Not to say that this is the only approach, nor the only one we should be pursuing, but being all stick and no carrot (in this case self-empowerment through necessary resource control on the part of the most vulnerable individuals in a society) has been done literally to the tune of thousand of deaths (low ball guesstimate).  No reason not to push for change at the political level while pursuing a more stable situation for those affected the most, so long as it is mindful of the lash back that may occur when a state that cannot be dealt with definitively digs its heels in politically.  After all, it isn't us who will suffer should hasty hard power tactics cause a crackdown.

Nicoletta Mithra:
Dawkins spoke out for placing people that believe in God and not in darwinian evolution into psychiatric institutions and to 'reeducate' them. Seems like he is in favour of blasphemy laws, if you blaspheme against his worldview...

Also, yes to what already has been said: Going somewhere and telling people they have to change the way they deal with something and expecting them to do so without helping them to develop the prerequisites to live by it (water and food, economically, education wise) is quite the smug imperialist attitude in my opinion. Also history showed time and again that it doesn't work.

Also, the right to freedom of expression ends really where it is hurting another's right to be treated according to the inborn dignity of human beings.

Nmaro Makari:
*Knock Knock*

"Hello? Anyone home? My name's Liberal Interventionism, and uh... well I'm kind of out in the cold and the moment... can I crash on your couch?"


We can't wave magic Wester-Wands and make oppression the world over stop. Intervention is justified in some significant cases, but because "they have illiberal values!" as a justification for imposing a solution, whether or not it's the right or wrong morally, is a route to making everything so much worse. You can't build out of nothing, you can't plant liberal ideas and values in a country, you have to work with what's there and cultivate it. It won't change overnight, but it will change instead of just moving sideways to a different kind of fucked-up, a la Iraq.


--- Quote from: Vikarion ---Not to put too fine a point on it, but if someone thinks that I don't have a right to live (as an atheist), why should I care if they have enough to drink? Why should I care to feed those who want to kill gay people for being born that way?
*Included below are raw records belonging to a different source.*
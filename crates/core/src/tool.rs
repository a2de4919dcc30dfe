//! Tool trait: the abstraction over the assistant's capabilities.
//!
//! Tools are what let the model act on the project: read and edit files,
//! run shell commands, search the tree, ask the developer a question.

use std::collections::HashMap;
use std::panic::AssertUnwindSafe;
use std::path::Path;

use async_trait::async_trait;
use futures::FutureExt;
use serde::{Deserialize, Deserializer, Serialize};
use serde_json::{Map, Value};
use tracing::{debug, warn};

use crate::error::ToolError;

/// Parameters of a tool call, keyed by name.
pub type Params = Map<String, Value>;

/// A request to execute a tool, decoded from one `<tool>` block.
#[derive(Debug, Clone, PartialEq, Serialize, Deserialize)]
pub struct ToolCall {
    /// Name of the tool to execute
    pub tool: String,

    /// Parameters; absent or `null` means none
    #[serde(default, deserialize_with = "null_as_empty")]
    pub params: Params,
}

fn null_as_empty<'de, D>(deserializer: D) -> Result<Params, D::Error>
where
    D: Deserializer<'de>,
{
    Ok(Option::<Params>::deserialize(deserializer)?.unwrap_or_default())
}

/// A tool definition rendered into the system prompt so the model knows
/// what it can call.
#[derive(Debug, Clone, Serialize, Deserialize)]
pub struct ToolDefinition {
    /// The tool name
    pub name: String,

    /// Description of what the tool does
    pub description: String,

    /// JSON Schema describing the tool's parameters
    pub parameters: Value,
}

/// The core Tool trait.
///
/// Each tool (read_file, run_command, search_content, etc.) implements this
/// trait and is registered in the [`ToolRegistry`].
///
/// `execute` returns the result text, already prefixed with its outcome
/// marker. Expected failures the model should see verbatim (file not found,
/// ambiguous edit) are returned as `Ok` text; `Err` is reserved for faults
/// the registry renders as `[Error] <tool> failed: ...`.
#[async_trait]
pub trait Tool: Send + Sync {
    /// The unique name of this tool (e.g., "read_file").
    fn name(&self) -> &str;

    /// A description of what this tool does (sent to the model).
    fn description(&self) -> &str;

    /// JSON Schema describing this tool's parameters.
    fn parameters_schema(&self) -> Value;

    /// Execute the tool against the project rooted at `root`.
    async fn execute(&self, params: &Params, root: &Path) -> Result<String, ToolError>;

    /// Convert this tool into a ToolDefinition for the system prompt.
    fn to_definition(&self) -> ToolDefinition {
        ToolDefinition {
            name: self.name().to_string(),
            description: self.description().to_string(),
            parameters: self.parameters_schema(),
        }
    }
}

/// A registry of available tools.
///
/// The agent loop uses this to:
/// 1. Describe the tools in the system prompt
/// 2. Dispatch each extracted call by name
pub struct ToolRegistry {
    tools: HashMap<String, Box<dyn Tool>>,
}

impl ToolRegistry {
    pub fn new() -> Self {
        Self {
            tools: HashMap::new(),
        }
    }

    /// Register a tool. Replaces any existing tool with the same name.
    pub fn register(&mut self, tool: Box<dyn Tool>) {
        let name = tool.name().to_string();
        self.tools.insert(name, tool);
    }

    /// Get a tool by name.
    pub fn get(&self, name: &str) -> Option<&dyn Tool> {
        self.tools.get(name).map(|t| t.as_ref())
    }

    /// All tool definitions, sorted by name.
    pub fn definitions(&self) -> Vec<ToolDefinition> {
        let mut defs: Vec<ToolDefinition> = self.tools.values().map(|t| t.to_definition()).collect();
        defs.sort_by(|a, b| a.name.cmp(&b.name));
        defs
    }

    /// Execute a tool call, surfacing failures as errors.
    pub async fn execute(&self, call: &ToolCall, root: &Path) -> Result<String, ToolError> {
        let tool = self
            .tools
            .get(&call.tool)
            .ok_or_else(|| ToolError::UnknownTool(call.tool.clone()))?;

        match AssertUnwindSafe(tool.execute(&call.params, root))
            .catch_unwind()
            .await
        {
            Ok(result) => result,
            Err(payload) => Err(ToolError::ExecutionFailed {
                reason: format!("panicked: {}", panic_message(payload.as_ref())),
            }),
        }
    }

    /// Execute a tool call and always produce result text.
    ///
    /// Unknown names become `[Error] Unknown tool: <name>`; every other
    /// fault becomes `[Error] <tool> failed: <message>`.
    pub async fn dispatch(&self, call: &ToolCall, root: &Path) -> String {
        match self.execute(call, root).await {
            Ok(output) => {
                debug!(tool = %call.tool, bytes = output.len(), "Tool completed");
                output
            }
            Err(e @ ToolError::UnknownTool(_)) => {
                warn!(tool = %call.tool, "Model requested an unknown tool");
                format!("[Error] {e}")
            }
            Err(e) => {
                warn!(tool = %call.tool, error = %e, "Tool execution failed");
                format!("[Error] {} failed: {e}", call.tool)
            }
        }
    }

    /// List all registered tool names, sorted.
    pub fn names(&self) -> Vec<&str> {
        let mut names: Vec<&str> = self.tools.keys().map(|s| s.as_str()).collect();
        names.sort_unstable();
        names
    }

    pub fn len(&self) -> usize {
        self.tools.len()
    }

    pub fn is_empty(&self) -> bool {
        self.tools.is_empty()
    }
}

impl Default for ToolRegistry {
    fn default() -> Self {
        Self::new()
    }
}

fn panic_message(payload: &(dyn std::any::Any + Send)) -> String {
    if let Some(s) = payload.downcast_ref::<&str>() {
        (*s).to_string()
    } else if let Some(s) = payload.downcast_ref::<String>() {
        s.clone()
    } else {
        "unknown panic".into()
    }
}
//! Project tree walking with the shared ignore set.

use std::path::Path;

use walkdir::{DirEntry, WalkDir};

/// Directory names never descended into or listed: version control,
/// dependency caches, build output and the project memory directory.
pub const IGNORED_DIRS: &[&str] = &[
    ".git",
    "__pycache__",
    "node_modules",
    ".venv",
    "venv",
    "dist",
    "build",
    ".eggs",
    ".mypy_cache",
    ".pytest_cache",
    ".next",
    ".nuxt",
    "coverage",
    ".tox",
    orangutan_config::MEMORY_DIR,
    "target",
];

pub fn is_ignored_name(name: &str) -> bool {
    IGNORED_DIRS.contains(&name)
}

fn is_ignored(entry: &DirEntry) -> bool {
    entry.depth() > 0
        && entry.file_type().is_dir()
        && entry.file_name().to_str().is_some_and(is_ignored_name)
}

/// All regular files under `root`, in sorted walk order, skipping ignored
/// directories and entries that cannot be read.
pub fn project_files(root: &Path) -> impl Iterator<Item = DirEntry> {
    WalkDir::new(root)
        .sort_by_file_name()
        .into_iter()
        .filter_entry(|e| !is_ignored(e))
        .filter_map(|e| e.ok())
        .filter(|e| e.file_type().is_file())
}

/// `path` relative to `root`, always with `/` separators.
pub fn display_relative(path: &Path, root: &Path) -> String {
    let rel = path.strip_prefix(root).unwrap_or(path);
    let parts: Vec<String> = rel
        .components()
        .map(|c| c.as_os_str().to_string_lossy().into_owned())
        .collect();
    if parts.is_empty() {
        ".".to_string()
    } else {
        parts.join("/")
    }
}
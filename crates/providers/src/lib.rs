//! Inference backend implementations for Orangutan.
//!
//! All providers implement the `orangutan_core::Provider` trait. The only
//! backend today is a local Ollama server.

pub mod ollama;

pub use ollama::OllamaProvider;
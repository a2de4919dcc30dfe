//! search_files: find files by name across the project.

use std::path::{Path, PathBuf};

use async_trait::async_trait;
use orangutan_core::error::ToolError;
use orangutan_core::tool::{Params, Tool};

use crate::params::optional_str;
use crate::step;
use crate::walk::{display_relative, project_files};

pub struct SearchFilesTool {
    limit: usize,
}

impl SearchFilesTool {
    pub fn new(limit: usize) -> Self {
        Self {
            limit: limit.max(1),
        }
    }
}

impl Default for SearchFilesTool {
    fn default() -> Self {
        Self::new(50)
    }
}

/// Compile a file-name glob, mapping syntax errors to a parameter error.
pub(crate) fn compile_glob(name: &str, pattern: &str) -> Result<glob::Pattern, ToolError> {
    glob::Pattern::new(pattern).map_err(|e| ToolError::invalid(name, e.to_string()))
}

/// Root-relative paths of files whose name matches `pattern`, at most
/// `take` of them.
fn find(root: &Path, pattern: &glob::Pattern, take: usize) -> Vec<String> {
    project_files(root)
        .filter(|e| pattern.matches(&e.file_name().to_string_lossy()))
        .take(take)
        .map(|e| display_relative(e.path(), root))
        .collect()
}

#[async_trait]
impl Tool for SearchFilesTool {
    fn name(&self) -> &str {
        "search_files"
    }

    fn description(&self) -> &str {
        "Find files anywhere in the project whose name matches a glob pattern (e.g. \"*.rs\")."
    }

    fn parameters_schema(&self) -> serde_json::Value {
        serde_json::json!({
            "type": "object",
            "properties": {
                "pattern": {
                    "type": "string",
                    "description": "Glob matched against file names (default \"*\")"
                }
            },
            "required": ["pattern"]
        })
    }

    async fn execute(&self, params: &Params, root: &Path) -> Result<String, ToolError> {
        let pattern = optional_str(params, "pattern")?.unwrap_or_else(|| "*".to_string());
        let glob = compile_glob("pattern", &pattern)?;
        step("search_files", &format!("pattern: {pattern}"));

        let root: PathBuf = orangutan_security::normalize(root);
        let limit = self.limit;
        let mut matches = tokio::task::spawn_blocking(move || find(&root, &glob, limit + 1))
            .await
            .map_err(|e| ToolError::ExecutionFailed {
                reason: e.to_string(),
            })?;

        let truncated = matches.len() > limit;
        matches.truncate(limit);
        step("search_files", &format!("{} files found", matches.len()));

        if matches.is_empty() {
            return Ok(format!("[search_files] No files matching '{pattern}'"));
        }

        let mut out = format!("[search_files] {} files matching '{pattern}':", matches.len());
        for m in &matches {
            out.push_str("\n  ");
            out.push_str(m);
        }
        if truncated {
            out.push_str(&format!("\n  ... (truncated at {limit} results)"));
        }
        Ok(out)
    }
}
As far as I'm concerned, that whole "love your enemies" thing makes no more sense to me than the rest of the religion. I think our foreign aid should be predicated on tolerance in a society. Besides, it's not like there aren't plenty of more tolerant societies that could use our aid, and in my mind, deserve it more.
--- End quote ---

"I don't like these people or what they do. Am I going to do something to help change their outlook and maybe bring them closer to my ideas? Pfft, hell no."

V. Gesakaarin:
So how many of the states that have blasphemy laws are signatories to international human rights conventions? It might be a step in the right direction but even then, the UN and international laws have historically proven rather inadequate to prevent violations of human rights or persecution in the world by those committed to doing so.

That's aside the fact that campaigns like this have to either overcome domestic apathy in Western societies in addition to overcoming the cultural and religious conditions in countries which condone laws against blasphemy and which usually have little to no separations between church and state.

I mean, it took the West hundreds of years to separate church and state, how does signing a petition to change a frankly ineffectual piece of international treaty promise to affect actual change to promote that in other countries?